Snape suspiró frustrado. – Pero sigue sin ser humana, no sabe nada de la vida, es como una niña.
Sirius silbó. – Tal vez lo fuera el primer día. – Snape lo miró con el ceño fruncido. –Por lo que me ha contado Harrry su mente madura a una velocidad asombrosa, es como una esponja que absorbe todo el conocimiento que le echan.

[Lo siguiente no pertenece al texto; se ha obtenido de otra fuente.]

use std::f64::consts::PI;

use smallvec::SmallVec;

use crate::{
    foundation::error::{ThemeError, ThemeResult},
    scene::node::{Node, NodeKind},
    theme::item::ThemeItem,
    widgets::WidgetUpdate,
};

/// Dash length when the item does not configure one.
pub const DEFAULT_SEGMENT_WIDTH: f64 = 5.0;
/// Gap length when the item does not configure one.
pub const DEFAULT_SEGMENT_GAP: f64 = 0.0;

/// Foreground arc of a donut for one value.
#[derive(Clone, Debug, PartialEq)]
pub struct DonutGeometry {
    /// Foreground sweep in degrees.
    pub sweep_deg: f64,
    /// Stroke dash pattern covering exactly the progress length.
    pub dash: SmallVec<[f64; 16]>,
}

/// Dash pattern `[seg, gap, seg, gap, ..., rest]` whose total equals `progress`.
pub fn donut_dash(progress: f64, segment: f64, gap: f64) -> SmallVec<[f64; 16]> {
    let mut out = SmallVec::new();
    if !(progress > 0.0) || !(segment > 0.0) {
        return out;
    }
    let gap = gap.max(0.0);
    let mut left = progress;
    while left > 0.0 {
        if left <= segment {
            out.push(left);
            break;
        }
        out.push(segment);
        out.push(gap);
        left -= segment + gap;
    }
    out
}

/// Sweep and dash pattern for `value` in `[0, 1]` on a ring of `radius` whose background spans
/// `background_sweep_deg`.
pub fn donut_geometry(
    radius: f64,
    background_sweep_deg: f64,
    value: f64,
    segment: f64,
    gap: f64,
) -> DonutGeometry {
    let value = if value.is_nan() { 0.0 } else { value.clamp(0.0, 1.0) };
    let circumference = 2.0 * PI * radius * (background_sweep_deg / 360.0);
    DonutGeometry {
        sweep_deg: background_sweep_deg * value,
        dash: donut_dash(circumference * value, segment, gap),
    }
}

/// Clockwise sweep of an arc in degrees, in `[0, 360]`; a negative span wraps around.
pub fn arc_sweep_deg(start_angle: f64, end_angle: f64) -> f64 {
    let sweep = end_angle - start_angle;
    if sweep < 0.0 {
        (sweep % 360.0 + 360.0).min(360.0)
    } else {
        sweep.min(360.0)
    }
}

/// Re-dash the foreground arc (second child) against the background arc (first child).
pub fn update_donut(node: &mut Node, item: &ThemeItem, value: f64) -> ThemeResult<WidgetUpdate> {
    let kind = node.kind_name();
    let layers = node
        .children_mut()
        .filter(|c| {
            c.len() >= 2
                && c[..2]
                    .iter()
                    .all(|n| matches!(n.kind, NodeKind::Circle { .. }))
        })
        .ok_or_else(|| {
            ThemeError::invalid_scene(format!("donut widget bound to a {kind} node"))
        })?;

    let NodeKind::Circle {
        start_angle: bg_start,
        end_angle: bg_end,
        ..
    } = layers[0].kind
    else {
        return Ok(WidgetUpdate::Unchanged);
    };

    let segment = item
        .segment_width
        .filter(|w| *w > 0.0)
        .unwrap_or(DEFAULT_SEGMENT_WIDTH);
    let gap = item
        .segment_gap
        .filter(|g| *g >= 0.0)
        .unwrap_or(DEFAULT_SEGMENT_GAP);

    let fg = &mut layers[1];
    let NodeKind::Circle {
        radius,
        start_angle,
        end_angle,
    } = &mut fg.kind
    else {
        return Ok(WidgetUpdate::Unchanged);
    };

    let geo = donut_geometry(*radius, arc_sweep_deg(bg_start, bg_end), value, segment, gap);
    let new_end = *start_angle + geo.sweep_deg;
    if (*end_angle - new_end).abs() < 1e-9 && fg.paint.dash == geo.dash {
        return Ok(WidgetUpdate::Unchanged);
    }
    *end_angle = new_end;
    fg.paint.dash = geo.dash;
    Ok(WidgetUpdate::Changed)
}

#[cfg(test)]
#[path = "../../tests/unit/widgets/donut.rs"]
mod tests;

Y créeme…tiene MUYY buenas maestras.
-Ya estoy enterado de sus "charlas de mujeres" – Murmuró con desgana.
-Pero seguro no de todos, los "Detalles" – Canturreó cruzando despreocupadamente las manos tras la nuca y echando la cabeza hacia atrás.
-¿Detalles? – Espetó el profesor de pociones, alzando las cejas y dejando caer la mandíbula de golpe, no quería imaginarse a qué clase de detalles se refería, tratándose de una pandilla de adolescentes hiperhormonadas.
Sirius silbó, tratando de poner nervioso a su antiguo enemigo. – Ya sabes, Ginny le cuenta todo a Harry, y él se lo cuenta todo a su querido padrino. – Black rió entre dientes, Severus tragó saliva. – Y créeme, tiene muuuchaaaa curiosidad por las cosas de la vida.
Snape solo alzó las cejas en una mueca de interés. – Creo que ya has bebido, suficiente Black.
-Y yo creo que tú necesitas un buen polvo. – La mandíbula de Snape se tensó, mientras el otro solo ponía una sonrisa tonta y jugueteaba con la petaca. – Los dos necesitáis un buen polvo. Créeme, tus alumnos lo agradecerán.
-Canuto, estas muy borracho. – Bufó el profesor de pociones, tratando de mantener la calma.
-No que va, si solo he empezado. – Hipo el otro.